Identification of recurrent mutational events in human cancers

Steven Jones
BC Cancer Agency

Next-generation DNA sequencing approaches have had a profound impact on our ability to determine the somatic changes that accrue within human cancers. The identification of genes that are recurrently mutated within cancer subtypes provides salient clues into the oncogenic mechanisms occurring within these cells and can be suggestive of novel therapeutic approaches. For example, the FOXL2 gene in granulosa cell ovarian cancer and the EZH2 gene in lymphoma both have a highly recurrent mutation within a specific codon that was identified by next generation sequencing. At the Genome Sciences Centre, Vancouver, we are developing computational pipelines that are able to detect recurrent mutations, using both reference alignment and de-novo assembly approaches. De-novo assembly approaches having the advantage of precisely reconstructing sequences across rearrangement breakpoints, which often incorporate non-templated sequences.
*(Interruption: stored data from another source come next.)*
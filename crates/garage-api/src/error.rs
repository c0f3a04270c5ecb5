use thiserror::Error;

/// Top-level error type for the `garage-api` crate.
///
/// Covers every failure mode of the two backend surfaces: the REST API and
/// the push stream. `garage-core` maps these into domain errors.
#[derive(Debug, Error)]
pub enum Error {
    // ── Authentication ──────────────────────────────────────────────
    /// Login rejected (wrong or expired one-time password).
    #[error("Authentication failed: {message}")]
    Authentication { message: String },

    /// The backend answered `401`; the session is no longer valid.
    #[error("Session expired -- re-authentication required")]
    SessionExpired,

    /// The session was invalidated locally (logout or an earlier `401`).
    #[error("Session invalidated -- log in again")]
    SessionInvalidated,

    // ── Transport ───────────────────────────────────────────────────
    /// HTTP transport error (connection refused, DNS failure, etc.)
    #[error("HTTP transport error: {0}")]
    Transport(#[from] reqwest::Error),

    /// URL parsing error.
    #[error("Invalid URL: {0}")]
    InvalidUrl(#[from] url::ParseError),

    /// Request timed out.
    #[error("Request timed out after {timeout_secs}s")]
    Timeout { timeout_secs: u64 },

    /// TLS setup or certificate error.
    #[error("TLS error: {0}")]
    Tls(String),

    // ── API ─────────────────────────────────────────────────────────
    /// Non-success HTTP status with the backend's `detail` / `error` text.
    #[error("API error (HTTP {status}): {message}")]
    Api { status: u16, message: String },

    /// The backend accepted the request but reported that the command failed.
    #[error("Command rejected: {message}")]
    CommandRejected { message: String },

    // ── Push stream ─────────────────────────────────────────────────
    /// WebSocket connection failed.
    #[error("WebSocket connection failed: {0}")]
    WebSocketConnect(String),

    /// WebSocket closed unexpectedly.
    #[error("WebSocket closed (code {code}): {reason}")]
    WebSocketClosed { code: u16, reason: String },

    /// A send was attempted while the channel is down. Sends never queue.
    #[error("Push channel is not connected")]
    NotConnected,

    // ── Data ────────────────────────────────────────────────────────
    /// JSON deserialization failed, with the raw body for debugging.
    #[error("Deserialization error: {message}")]
    Deserialization { message: String, body: String },
}

impl Error {
    /// Returns `true` if this error means the session must be re-issued.
    pub fn is_auth_expired(&self) -> bool {
        matches!(
            self,
            Self::Authentication { .. } | Self::SessionExpired | Self::SessionInvalidated
        )
    }

    /// Returns `true` if this is a transient error worth retrying on the next tick.
    pub fn is_transient(&self) -> bool {
        match self {
            Self::Transport(e) => e.is_timeout() || e.is_connect(),
            Self::Timeout { .. } | Self::WebSocketConnect(_) | Self::NotConnected => true,
            _ => false,
        }
    }

    /// Returns `true` if this is a "not found" error.
    pub fn is_not_found(&self) -> bool {
        match self {
            Self::Transport(e) => e.status() == Some(reqwest::StatusCode::NOT_FOUND),
            Self::Api { status: 404, .. } => true,
            _ => false,
        }
    }
}

#[cfg(test)]
mod tests {
    use super::*;

    #[test]
    fn session_errors_are_auth_expired() {
        assert!(Error::SessionExpired.is_auth_expired());
        assert!(Error::SessionInvalidated.is_auth_expired());
        assert!(!Error::NotConnected.is_auth_expired());
    }

    #[test]
    fn not_connected_is_transient() {
        assert!(Error::NotConnected.is_transient());
        assert!(Error::Timeout { timeout_secs: 5 }.is_transient());
        assert!(
            !Error::CommandRejected {
                message: "Too far from garage".into()
            }
            .is_transient()
        );
    }

    #[test]
    fn api_404_is_not_found() {
        let err = Error::Api {
            status: 404,
            message: "Garage not found".into(),
        };
        assert!(err.is_not_found());
    }
}
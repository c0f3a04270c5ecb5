// ── Garage door domain types ──

use chrono::{DateTime, Utc};
use serde::{Deserialize, Serialize};
use strum::{Display, EnumString};

use super::device_id::DeviceId;
use super::{DoorAction, ReportedState};

/// The one authoritative door state per device.
///
/// `Opening` and `Closing` are transient: they only exist while a local
/// transition is in flight and always resolve to `Open` / `Closed` or roll back.
#[derive(Debug, Clone, Copy, PartialEq, Eq, Serialize, Deserialize, Display, EnumString)]
#[serde(rename_all = "lowercase")]
#[strum(serialize_all = "lowercase")]
pub enum DoorState {
    Closed,
    Open,
    Opening,
    Closing,
}

impl DoorState {
    /// Stable state a backend report maps to, if the report is authoritative.
    pub fn from_reported(reported: ReportedState) -> Option<Self> {
        match reported {
            ReportedState::Open => Some(Self::Open),
            ReportedState::Closed => Some(Self::Closed),
            ReportedState::Opening | ReportedState::Closing | ReportedState::Moving => None,
        }
    }

    /// The transient state entered when `action` starts.
    pub fn transient_for(action: DoorAction) -> Self {
        match action {
            DoorAction::Open => Self::Opening,
            DoorAction::Close => Self::Closing,
        }
    }

    /// The stable state reached when `action` completes.
    pub fn terminal_for(action: DoorAction) -> Self {
        match action {
            DoorAction::Open => Self::Open,
            DoorAction::Close => Self::Closed,
        }
    }
}

/// Last known climate reading from the device's sensor.
#[derive(Debug, Clone, Copy, Default, PartialEq, Serialize, Deserialize)]
pub struct SensorReading {
    /// Degrees Celsius.
    pub temperature: Option<f64>,
    /// Relative humidity, percent.
    pub humidity: Option<f64>,
    pub read_at: Option<DateTime<Utc>>,
}

impl SensorReading {
    /// Overlay the fields present in a new report; absent fields keep their value.
    pub fn merge(&mut self, temperature: Option<f64>, humidity: Option<f64>, at: DateTime<Utc>) {
        if temperature.is_none() && humidity.is_none() {
            return;
        }
        if temperature.is_some() {
            self.temperature = temperature;
        }
        if humidity.is_some() {
            self.humidity = humidity;
        }
        self.read_at = Some(at);
    }
}

/// One controllable garage door.
#[derive(Debug, Clone, PartialEq, Serialize, Deserialize)]
pub struct Device {
    pub id: DeviceId,
    /// Identifier the backend assigned to the device hardware (`esp32_identifier`).
    pub hardware_identifier: Option<String>,
    pub name: String,
    pub door: DoorState,
    /// Raw state from the most recent backend report, transient or not.
    pub reported: Option<ReportedState>,
    pub sensors: SensorReading,
    pub last_activity: Option<DateTime<Utc>>,
}

impl Device {
    pub fn new(id: DeviceId, name: impl Into<String>, door: DoorState) -> Self {
        Self {
            id,
            hardware_identifier: None,
            name: name.into(),
            door,
            reported: None,
            sensors: SensorReading::default(),
            last_activity: None,
        }
    }

    /// Bump `last_activity`, never moving it backwards.
    pub fn touch(&mut self, at: DateTime<Utc>) {
        if self.last_activity.is_none_or(|prev| prev < at) {
            self.last_activity = Some(at);
        }
    }
}
// HTTP transport settings shared by the command client and login.

use std::path::{Path, PathBuf};
use std::time::Duration;

use crate::error::Error;

const USER_AGENT: &str = concat!("garagectl/", env!("CARGO_PKG_VERSION"));

/// Connecting should fail well before the overall request deadline.
const CONNECT_TIMEOUT_CAP: Duration = Duration::from_secs(5);

/// How the backend's certificate is checked.
#[derive(Debug, Clone, Default)]
pub enum TlsMode {
    #[default]
    System,
    /// Trust an extra PEM root (home servers with a private CA).
    CustomCa(PathBuf),
    DangerAcceptInvalid,
}

#[derive(Debug, Clone)]
pub struct TransportConfig {
    pub tls: TlsMode,
    /// Whole-request deadline, applied to every call.
    pub timeout: Duration,
}

impl Default for TransportConfig {
    fn default() -> Self {
        Self {
            tls: TlsMode::System,
            timeout: Duration::from_secs(10),
        }
    }
}

impl TransportConfig {
    pub fn build_client(&self) -> Result<reqwest::Client, Error> {
        let builder = reqwest::Client::builder()
            .user_agent(USER_AGENT)
            .timeout(self.timeout)
            .connect_timeout(self.timeout.min(CONNECT_TIMEOUT_CAP));

        let builder = match &self.tls {
            TlsMode::System => builder,
            TlsMode::CustomCa(path) => builder.add_root_certificate(read_ca(path)?),
            TlsMode::DangerAcceptInvalid => builder.danger_accept_invalid_certs(true),
        };

        builder
            .build()
            .map_err(|e| Error::Tls(format!("cannot build HTTP client: {e}")))
    }
}

fn read_ca(path: &Path) -> Result<reqwest::Certificate, Error> {
    let pem = std::fs::read(path)
        .map_err(|e| Error::Tls(format!("cannot read CA certificate {}: {e}", path.display())))?;
    reqwest::Certificate::from_pem(&pem)
        .map_err(|e| Error::Tls(format!("{} is not a PEM certificate: {e}", path.display())))
}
Importantly the transcriptome, which represents the “read-out” of the genome, can also harbor specific changes that can contribute to the oncogenic status of a cell. Changes such as novel transcript isoforms, RNA edits, duplicated or novel exons and the in-frame expression of gene fusions are difficult to predict from genomic sequence alone. Therefore we have also utilized the Trans-Abyss transcriptome assembly approach to specifically attempt to reconstruct and identify such features in cancer transcriptomes. We have also established a database schema and API which allows the storage and retrieval of variants determined by next generation sequence data. This allows the rapid determination of the oncogenic relevance of any detected sequence variants within other tumour types and the frequency of such variants in the normal population. Correlating the observed changes in tumours with appropriate therapeutic intervention or using the mutational status to infer novel therapeutic targets remain key goals and challenges in our work.